Today I am feeling very grateful for all of Your blessings in my life. I am particularly grateful for my beautiful soulmate and his love and support of me while I am on this journey. Father, there is such a longing in my soul for Your Love and Truth and I realize that there is so much that I still have to learn about myself and about Your Truths and Your Divine Love. Help me to have the courage to live consistently in Love, Truth and Humility no mater where I am or who I am with.
I thank You for Your Love and the privilege of receiving it. I thank You for Your guidance and support yesterday when I was with some friends who are not on the Divine Love Path and for the courage to be humble and vulnerable as I shared part of my journey. But Father, I recognize that there is still a lot of fear in me that is preventing me from being truly open and humble at all times and because of this I am still very cautions about speaking Your truth. I want to change that Father and I am asking for Your help to do that. Please allow me to have the courage and the willingness to work through the errors in my soul that prevent me from surrendering to You completely. Please help me to work through the errors that prevent me from surrendering to my true soul desires and that keep me doubting Your plans for me.
Teach me to love and to trust completely that Your way IS perfect.
I thank You for Your beautiful Divine Love and the gifts that You have given to me, for the spirit guides you send to help me work through different aspects of myself. It is my desire that I will grow to know and trust fully each one of my guides just as they know and love me.

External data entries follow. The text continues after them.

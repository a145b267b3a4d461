//! Workload and trial record types persisted in the tuning database.

use serde::{Deserialize, Serialize};
use std::time::{Duration, SystemTime, UNIX_EPOCH};
use tunebridge_ir::{Schedule, TargetKind};

/// One distinct task signature known to a database.
#[derive(Debug, Clone, PartialEq, Serialize, Deserialize)]
pub struct Workload {
    pub id: usize,
    pub signature: String,
    pub target_kind: TargetKind,
}

#[derive(Debug, Clone, PartialEq, Serialize, Deserialize)]
#[serde(tag = "status", rename_all = "snake_case")]
pub enum TrialOutcome {
    Built { latency_ms: f64, samples: Vec<f64> },
    BuildFailed { reason: String },
}

/// One measured (or failed) candidate. Never mutated once written.
#[derive(Debug, Clone, PartialEq, Serialize, Deserialize)]
pub struct TrialRecord {
    pub workload_id: usize,
    pub signature: String,
    pub task: String,
    pub schedule: Schedule,
    pub outcome: TrialOutcome,
    pub target: String,
    pub target_kind: TargetKind,
    pub trial: usize,
    pub timestamp_ms: u128,
}

impl TrialRecord {
    pub fn latency_ms(&self) -> Option<f64> {
        match &self.outcome {
            TrialOutcome::Built { latency_ms, .. } => Some(*latency_ms),
            TrialOutcome::BuildFailed { .. } => None,
        }
    }

    pub fn is_success(&self) -> bool {
        self.latency_ms().is_some()
    }
}

pub fn unix_millis() -> u128 {
    SystemTime::now()
        .duration_since(UNIX_EPOCH)
        .unwrap_or_else(|_| Duration::from_secs(0))
        .as_millis()
}
//! Candidate builds: schedule legality checks and kernel instantiation.

use crate::attention::{scaled_dot_product_attention, scheduled_attention};
use crate::layernorm::{layer_norm_inplace, scheduled_layer_norm};
use crate::matmul::{reference_matmul, MatmulInputs, ScheduledMatmul};
use crate::utils::deterministic_tensor;
use anyhow::{ensure, Result};
use ndarray::Array2;
use tracing::trace;
use tunebridge_ir::{ActivationKind, DataType, Error, Operation, Schedule, Task, TensorSpec};

/// Tensors a task reads, in the order [`BuiltKernel::execute`] expects them.
pub fn operand_specs(op: &Operation) -> Vec<&TensorSpec> {
    match op {
        Operation::Matmul(op) => {
            let mut specs = vec![&op.lhs, &op.rhs];
            specs.extend(op.bias.as_ref());
            specs
        }
        Operation::Attention(op) => {
            let mut specs = vec![&op.query, &op.key, &op.value];
            specs.extend(op.mask.as_ref());
            specs
        }
        Operation::Mlp(op) => vec![&op.input],
        Operation::LayerNorm(op) => vec![&op.input],
    }
}

pub fn result_spec(op: &Operation) -> &TensorSpec {
    match op {
        Operation::Matmul(op) => &op.result,
        Operation::Attention(op) => &op.result,
        Operation::Mlp(op) => &op.output,
        Operation::LayerNorm(op) => &op.result,
    }
}

/// Deterministic contents for a rank-2 tensor spec.
pub fn materialize(spec: &TensorSpec) -> Array2<f32> {
    let (rows, cols) = spec.dims2().unwrap_or((1, 1));
    deterministic_tensor(rows, cols)
}

/// A task instantiated with one schedule and its own deterministic inputs.
pub struct BuiltKernel {
    task: String,
    op: Operation,
    schedule: Schedule,
    operands: Vec<Array2<f32>>,
    weights: Vec<Array2<f32>>,
}

/// Check `task.schedule` against the task's loop nest and the target's tile
/// footprint limit without instantiating anything.
pub fn validate(task: &Task, footprint_limit: usize) -> tunebridge_ir::Result<usize> {
    let fail = |reason: String| Error::Build {
        task: task.name.clone(),
        reason,
    };

    task.schedule.check(task.op.loop_extents()).map_err(&fail)?;
    for tensor in task.op.tensors() {
        if tensor.dtype != DataType::F32 {
            return Err(fail(format!(
                "tensor '{}' has non-executable dtype {}",
                tensor.name,
                tensor.dtype.element_type()
            )));
        }
        if tensor.dims2().is_none() {
            return Err(fail(format!("tensor '{}' is not rank 2", tensor.name)));
        }
    }
    let footprint = task
        .schedule
        .tile_footprint_bytes(DataType::F32.size_bytes())
        .ok_or_else(|| fail(format!("tile footprint of {} overflows", task.schedule)))?;
    if footprint > footprint_limit {
        return Err(fail(format!(
            "tile footprint {footprint} B exceeds target limit {footprint_limit} B"
        )));
    }
    Ok(footprint)
}

/// Validate `task`, then instantiate the kernel with deterministic operands.
pub fn build(task: &Task, footprint_limit: usize) -> tunebridge_ir::Result<BuiltKernel> {
    let footprint = validate(task, footprint_limit)?;

    let operands = operand_specs(&task.op)
        .into_iter()
        .map(materialize)
        .collect();
    let weights = match &task.op {
        Operation::Mlp(op) => {
            let (_, d) = op.input.dims2().unwrap_or((1, 1));
            let (_, h) = op.hidden.dims2().unwrap_or((1, 1));
            vec![deterministic_tensor(d, h), deterministic_tensor(h, d)]
        }
        _ => Vec::new(),
    };

    trace!(task = %task.name, schedule = %task.schedule, footprint, "built kernel");
    Ok(BuiltKernel {
        task: task.name.clone(),
        op: task.op.clone(),
        schedule: task.schedule,
        operands,
        weights,
    })
}

impl BuiltKernel {
    pub fn task(&self) -> &str {
        &self.task
    }

    pub fn name(&self) -> String {
        format!("{}[{}]", self.op.kind(), self.schedule)
    }

    pub fn op(&self) -> &Operation {
        &self.op
    }

    pub fn schedule(&self) -> Schedule {
        self.schedule
    }

    pub fn operands(&self) -> &[Array2<f32>] {
        &self.operands
    }

    /// Run on the inputs materialized at build time.
    pub fn run(&self) -> Result<Array2<f32>> {
        self.execute(&self.operands)
    }

    pub fn execute(&self, operands: &[Array2<f32>]) -> Result<Array2<f32>> {
        let specs = operand_specs(&self.op);
        ensure!(
            operands.len() == specs.len(),
            "task '{}' expects {} operands, got {}",
            self.task,
            specs.len(),
            operands.len()
        );
        for (spec, operand) in specs.iter().zip(operands) {
            ensure!(
                Some(operand.dim()) == spec.dims2(),
                "operand '{}' has shape {:?}, expected {}",
                spec.name,
                operand.shape(),
                spec.type_string()
            );
        }

        match &self.op {
            Operation::Matmul(op) => {
                let bias = op.bias.as_ref().map(|_| operands[2].view());
                let inputs =
                    MatmulInputs::new(operands[0].view(), operands[1].view(), bias, op.activation);
                ScheduledMatmul::new(self.schedule, op.fuse_epilogue).run(&inputs)
            }
            Operation::Attention(op) => scheduled_attention(
                operands[0].view(),
                operands[1].view(),
                operands[2].view(),
                op.mask.as_ref().map(|_| operands[3].view()),
                op.scale,
                &self.schedule,
            ),
            Operation::LayerNorm(op) => {
                scheduled_layer_norm(operands[0].view(), op.epsilon, &self.schedule)
            }
            Operation::Mlp(op) => {
                let up = MatmulInputs::new(
                    operands[0].view(),
                    self.weights[0].view(),
                    None,
                    op.activation,
                );
                let hidden = ScheduledMatmul::new(self.schedule, true).run(&up)?;
                let down = MatmulInputs::new(
                    hidden.view(),
                    self.weights[1].view(),
                    None,
                    ActivationKind::None,
                );
                ScheduledMatmul::new(self.schedule, false).run(&down)
            }
        }
    }

    /// Unscheduled result on the build-time inputs.
    pub fn reference(&self) -> Result<Array2<f32>> {
        let operands = &self.operands;
        match &self.op {
            Operation::Matmul(op) => reference_matmul(&MatmulInputs::new(
                operands[0].view(),
                operands[1].view(),
                op.bias.as_ref().map(|_| operands[2].view()),
                op.activation,
            )),
            Operation::Attention(op) => scaled_dot_product_attention(
                operands[0].view(),
                operands[1].view(),
                operands[2].view(),
                op.mask.as_ref().map(|_| operands[3].view()),
                op.scale,
            ),
            Operation::LayerNorm(op) => {
                let mut output = operands[0].clone();
                layer_norm_inplace(output.view_mut(), op.epsilon)?;
                Ok(output)
            }
            Operation::Mlp(op) => {
                let hidden = reference_matmul(&MatmulInputs::new(
                    operands[0].view(),
                    self.weights[0].view(),
                    None,
                    op.activation,
                ))?;
                reference_matmul(&MatmulInputs::new(
                    hidden.view(),
                    self.weights[1].view(),
                    None,
                    ActivationKind::None,
                ))
            }
        }
    }
}

#[cfg(test)]
mod tests {
    use super::*;
    use crate::utils::max_abs_diff;
    use tunebridge_ir::{
        tensor, transformer_block_module, two_task_module, CPU_TILE_FOOTPRINT_LIMIT,
    };

    fn relative_error(kernel: &BuiltKernel) -> f32 {
        let out = kernel.run().expect("run");
        let reference = kernel.reference().expect("reference");
        let scale = reference.iter().fold(1.0f32, |acc, v| acc.max(v.abs()));
        max_abs_diff(&out.view(), &reference.view()) / scale
    }

    #[test]
    fn every_sample_task_builds_and_matches_reference() {
        let mut tasks = transformer_block_module(8, 8).tasks;
        tasks.extend(two_task_module().tasks);
        for mut task in tasks {
            task.schedule = Schedule {
                tile_m: 4,
                tile_n: 4,
                tile_k: 1,
                vector_width: 4,
                parallel: true,
            };
            let kernel = build(&task, CPU_TILE_FOOTPRINT_LIMIT).expect("build");
            assert!(relative_error(&kernel) < 1e-4, "{}", task.name);
        }
    }

    #[test]
    fn oversized_tile_is_a_build_failure() {
        let mut task = two_task_module().tasks.remove(0);
        task.schedule.tile_m = 128;
        let err = build(&task, CPU_TILE_FOOTPRINT_LIMIT).err().expect("should fail");
        assert_eq!(err.kind_name(), "BuildFailure");
    }

    #[test]
    fn footprint_limit_is_enforced() {
        let mut task = two_task_module().tasks.remove(0);
        task.schedule = Schedule {
            tile_m: 64,
            tile_n: 64,
            tile_k: 64,
            vector_width: 1,
            parallel: false,
        };
        // 3 * 64 * 64 * 4 bytes = 48 KiB
        assert!(build(&task, 48 * 1024).is_ok());
        assert!(build(&task, 48 * 1024 - 1).is_err());
    }

    #[test]
    fn overflowing_footprint_is_a_build_failure() {
        let huge = 1usize << 33;
        let mut task = Task::new(
            "huge",
            Operation::Matmul(tunebridge_ir::MatmulOp {
                lhs: tensor("a", &[huge, huge], DataType::F32),
                rhs: tensor("b", &[huge, huge], DataType::F32),
                result: tensor("c", &[huge, huge], DataType::F32),
                bias: None,
                activation: ActivationKind::None,
                fuse_epilogue: false,
            }),
        );
        task.schedule = Schedule {
            tile_m: huge,
            tile_n: huge,
            tile_k: huge,
            vector_width: 1,
            parallel: false,
        };
        let err = validate(&task, usize::MAX).unwrap_err();
        assert_eq!(err.kind_name(), "BuildFailure");
        assert!(err.to_string().contains("overflows"), "{err}");
    }

    #[test]
    fn non_f32_tasks_do_not_build() {
        let task = Task::new(
            "half",
            tunebridge_ir::Operation::LayerNorm(tunebridge_ir::LayerNormOp {
                input: tensor("x", &[4, 4], DataType::F16),
                epsilon: 1e-5,
                result: tensor("y", &[4, 4], DataType::F16),
            }),
        );
        assert!(build(&task, CPU_TILE_FOOTPRINT_LIMIT).is_err());
    }

    #[test]
    fn execute_rejects_wrong_operand_shapes() {
        let task = two_task_module().tasks.remove(1);
        let kernel = build(
            &Task {
                schedule: Schedule::default().canonicalize(task.op.loop_extents()),
                ..task
            },
            CPU_TILE_FOOTPRINT_LIMIT,
        )
        .expect("build");
        assert!(kernel.execute(&[Array2::zeros((3, 3))]).is_err());
        assert!(kernel.execute(&[]).is_err());
    }
}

Father, thank You also for Yeshua and Mary and the others of the fourteen who have returned and for the privilege of being able to get to know some of them personally. I pray that You will continue to guide and support them on their journey of discovery of their true selves. I still feel so unworthy and yet so very grateful to be walking this path at this time with my beautiful brothers and sisters and for their generosity, love and support, particularly to those who open their homes so freely.

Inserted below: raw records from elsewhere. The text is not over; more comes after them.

//! Artifact benchmarking.
//!
//! Loads a compiled artifact, runs it end to end on the CPU executor and
//! collects latency statistics and per-kernel profiles in a JSON report.
//! Reports from two runs can be diffed to spot regressions after retuning.

use serde::{Deserialize, Serialize};
use std::collections::BTreeMap;
use std::path::{Path, PathBuf};
use std::time::Instant;
use tracing::info;
use tunebridge_autotune::unix_millis;
use tunebridge_backend_cpu::CpuExecutor;
use tunebridge_ir::{Error, Result};
use tunebridge_kernels::KernelProfile;

pub const DEFAULT_BENCH_WARMUP: usize = 5;
pub const DEFAULT_BENCH_ITERATIONS: usize = 10;

#[derive(Debug, Clone, Serialize, Deserialize)]
pub struct BenchmarkReport {
    pub lib_path: PathBuf,
    pub target: String,
    pub opt_level: u8,
    pub generated_at_unix_ms: u128,
    pub iterations: usize,
    pub avg_ms: f64,
    pub std_ms: f64,
    pub min_ms: f64,
    pub max_ms: f64,
    /// Mean per-kernel profile over the timed iterations.
    pub kernels: Vec<KernelProfile>,
}

impl BenchmarkReport {
    pub fn as_map(&self) -> BTreeMap<&str, &KernelProfile> {
        self.kernels
            .iter()
            .map(|profile| (profile.kernel.as_str(), profile))
            .collect()
    }

    /// Per-kernel latency change relative to `baseline`, for kernels present in both.
    pub fn diff<'a>(&'a self, baseline: &'a BenchmarkReport) -> BTreeMap<&'a str, f64> {
        let previous = baseline.as_map();
        self.as_map()
            .into_iter()
            .filter_map(|(kernel, profile)| {
                previous
                    .get(kernel)
                    .map(|base| (kernel, profile.average_time_ms - base.average_time_ms))
            })
            .collect()
    }
}

/// Run the artifact at `path` `warmup` times untimed, then `iterations` times timed.
pub fn benchmark_artifact(path: &Path, warmup: usize, iterations: usize) -> Result<BenchmarkReport> {
    if iterations == 0 {
        return Err(Error::InvalidArgument("iterations must be positive".into()));
    }
    let executor = CpuExecutor::load(path)?;

    for _ in 0..warmup {
        executor.run()?;
    }

    let mut samples = Vec::with_capacity(iterations);
    let mut per_kernel: Vec<(String, f64, f64)> = Vec::new();
    for _ in 0..iterations {
        let start = Instant::now();
        let report = executor.run()?;
        samples.push(start.elapsed().as_secs_f64() * 1000.0);

        if per_kernel.is_empty() {
            per_kernel = report
                .profiles
                .iter()
                .map(|profile| (profile.kernel.clone(), profile.flops, 0.0))
                .collect();
        }
        for (slot, profile) in per_kernel.iter_mut().zip(&report.profiles) {
            slot.2 += profile.average_time_ms;
        }
    }

    let count = samples.len() as f64;
    let avg_ms = samples.iter().sum::<f64>() / count;
    let variance = samples.iter().map(|s| (s - avg_ms).powi(2)).sum::<f64>() / count;
    let min_ms = samples.iter().copied().fold(f64::INFINITY, f64::min);
    let max_ms = samples.iter().copied().fold(0.0, f64::max);

    let artifact = executor.artifact();
    let report = BenchmarkReport {
        lib_path: path.to_path_buf(),
        target: artifact.target.to_string(),
        opt_level: artifact.opt_level,
        generated_at_unix_ms: unix_millis(),
        iterations,
        avg_ms,
        std_ms: variance.sqrt(),
        min_ms,
        max_ms,
        kernels: per_kernel
            .into_iter()
            .map(|(kernel, flops, total)| KernelProfile::new(&kernel, flops, total / count))
            .collect(),
    };
    info!(
        path = %path.display(),
        iterations,
        avg_ms = report.avg_ms,
        std_ms = report.std_ms,
        "benchmarked artifact"
    );
    Ok(report)
}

Thank You Father for all that You are and for all that You have done for us and for all of the gifts You have given to me. Help me to use these gifts in the best possible way so that I may be of service to others. I feel truly blessed. Thank You.

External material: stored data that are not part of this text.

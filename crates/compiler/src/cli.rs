//! CLI wiring for tunebridge.

use crate::bridge::{call, STATUS_SUCCESS};
use crate::config::WorkflowConfig;
use crate::eval::BenchmarkReport;
use anyhow::{bail, Context, Result};
use clap::{Parser, Subcommand};
use serde_json::{json, Map, Value};
use std::fs;
use std::path::{Path, PathBuf};
use tracing::info;

#[derive(Parser, Debug)]
#[command(name = "tunebridge", about = "Schedule auto-tuning and database-driven rebuilds")]
pub struct Cli {
    /// Workflow configuration (TOML); flags override its values.
    #[arg(long, global = true)]
    pub config: Option<PathBuf>,

    #[arg(long, global = true)]
    pub target: Option<String>,

    #[arg(long, global = true)]
    pub work_dir: Option<PathBuf>,

    #[command(subcommand)]
    pub command: Command,
}

#[derive(Subcommand, Debug)]
pub enum Command {
    /// Resolve a target name and print its descriptor.
    Target,
    /// Print the effective workflow configuration as TOML.
    Config,
    /// Write a sample module in the serialized module format.
    SampleModule {
        #[arg(long, default_value = "two_task")]
        kind: String,
        #[arg(long)]
        output: Option<PathBuf>,
    },
    /// Run the trial search and record results in the work directory.
    Tune {
        module: PathBuf,
        #[arg(long)]
        num_trials: Option<usize>,
        #[arg(long)]
        max_workers: Option<usize>,
        #[arg(long)]
        seed: Option<u64>,
    },
    /// Rebuild with the best recorded schedules.
    Apply {
        module: PathBuf,
        #[arg(long)]
        opt_level: Option<u8>,
    },
    /// Tune (unless disabled), apply and build in one go.
    Compile {
        module: PathBuf,
        #[arg(long)]
        num_trials: Option<usize>,
        #[arg(long)]
        max_workers: Option<usize>,
        #[arg(long)]
        opt_level: Option<u8>,
        #[arg(long, default_value_t = false)]
        no_tuning: bool,
    },
    /// Summarize the tuning database in the work directory.
    CheckDb,
    /// Benchmark a compiled artifact.
    Bench {
        #[arg(long)]
        lib_path: Option<PathBuf>,
        #[arg(long, default_value_t = 5)]
        warmup: usize,
        #[arg(long, default_value_t = 10)]
        iterations: usize,
        #[arg(long)]
        output: Option<PathBuf>,
        #[arg(long)]
        baseline: Option<PathBuf>,
    },
}

pub fn run_cli(cli: Cli) -> Result<()> {
    tracing_subscriber::fmt::fmt()
        .with_env_filter(tracing_subscriber::EnvFilter::from_default_env())
        .with_target(false)
        .init();

    let Cli {
        config,
        target,
        work_dir,
        command,
    } = cli;

    let mut params = Map::new();
    insert(&mut params, "config", config.as_ref());
    insert(&mut params, "target", target.as_ref());
    insert(&mut params, "work_dir", work_dir.as_ref());

    match command {
        Command::Target => print_call("target_info", params),
        Command::Config => {
            let mut workflow = match &config {
                Some(path) => WorkflowConfig::from_file(path)?,
                None => WorkflowConfig::default(),
            };
            if let Some(target) = target {
                workflow.target = target;
            }
            if let Some(work_dir) = work_dir {
                workflow.work_dir = work_dir;
            }
            print!("{}", workflow.to_toml()?);
            Ok(())
        }
        Command::SampleModule { kind, output } => {
            params.insert("kind".into(), Value::from(kind));
            let response = checked(call("sample_module", &Value::Object(params)))?;
            let module = response["module"].as_str().unwrap_or_default();
            match output {
                Some(path) => {
                    fs::write(&path, module)
                        .with_context(|| format!("failed to write {}", path.display()))?;
                    info!(path = %path.display(), "wrote sample module");
                }
                None => println!("{module}"),
            }
            Ok(())
        }
        Command::Tune {
            module,
            num_trials,
            max_workers,
            seed,
        } => {
            params.insert("module".into(), Value::from(read_module(&module)?));
            insert(&mut params, "num_trials", num_trials.as_ref());
            insert(&mut params, "max_workers", max_workers.as_ref());
            insert(&mut params, "seed", seed.as_ref());
            print_call("tune_with_database", params)
        }
        Command::Apply { module, opt_level } => {
            params.insert("module".into(), Value::from(read_module(&module)?));
            insert(&mut params, "opt_level", opt_level.as_ref());
            print_call("apply_tuning_database", params)
        }
        Command::Compile {
            module,
            num_trials,
            max_workers,
            opt_level,
            no_tuning,
        } => {
            params.insert("module".into(), Value::from(read_module(&module)?));
            insert(&mut params, "num_trials", num_trials.as_ref());
            insert(&mut params, "max_workers", max_workers.as_ref());
            insert(&mut params, "opt_level", opt_level.as_ref());
            if no_tuning {
                params.insert("use_auto_tuning".into(), Value::from(false));
            }
            print_call("compile_module", params)
        }
        Command::CheckDb => print_call("check_tuning_database", params),
        Command::Bench {
            lib_path,
            warmup,
            iterations,
            output,
            baseline,
        } => {
            insert(&mut params, "lib_path", lib_path.as_ref());
            params.insert("warmup".into(), Value::from(warmup));
            params.insert("iterations".into(), Value::from(iterations));
            let response = checked(call("benchmark_artifact", &Value::Object(params)))?;
            let report: BenchmarkReport = serde_json::from_value(response.clone())?;
            info!(
                avg_ms = report.avg_ms,
                min_ms = report.min_ms,
                max_ms = report.max_ms,
                "benchmark completed"
            );

            if let Some(path) = output {
                fs::write(&path, serde_json::to_string_pretty(&report)?)
                    .with_context(|| format!("failed to write {}", path.display()))?;
                info!(path = %path.display(), "wrote benchmark report");
            }
            if let Some(path) = baseline {
                let text = fs::read_to_string(&path)
                    .with_context(|| format!("failed to read baseline {}", path.display()))?;
                let previous: BenchmarkReport = serde_json::from_str(&text)?;
                for (kernel, delta_ms) in report.diff(&previous) {
                    info!(kernel, delta_ms, "latency change against baseline");
                }
            }
            println!("{}", serde_json::to_string_pretty(&response)?);
            Ok(())
        }
    }
}

fn insert<T: serde::Serialize>(params: &mut Map<String, Value>, key: &str, value: Option<&T>) {
    if let Some(value) = value {
        params.insert(key.into(), json!(value));
    }
}

fn read_module(path: &Path) -> Result<String> {
    fs::read_to_string(path).with_context(|| format!("failed to read module {}", path.display()))
}

fn checked(response: Value) -> Result<Value> {
    if response["status"] == STATUS_SUCCESS {
        Ok(response)
    } else {
        bail!(
            "{}: {}",
            response["error_kind"].as_str().unwrap_or("EngineError"),
            response["error_message"].as_str().unwrap_or("unknown error")
        )
    }
}

fn print_call(op: &str, params: Map<String, Value>) -> Result<()> {
    let response = call(op, &Value::Object(params));
    println!("{}", serde_json::to_string_pretty(&response)?);
    checked(response).map(|_| ())
}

And then this came through at a time when my soul was in a bit of confusion, adding clarity to my struggles.
Be Still My Child
Be still my child and learn to feel
As the Father’s Love sets you free
Be still my child and learn to trust
God’s Love is filling your soul awash
Be still my child and learn to listen
To God’s Truth and to God’s Wisdom
Be still my child and learn to feel
As the power of God’s love
Your soul does heal.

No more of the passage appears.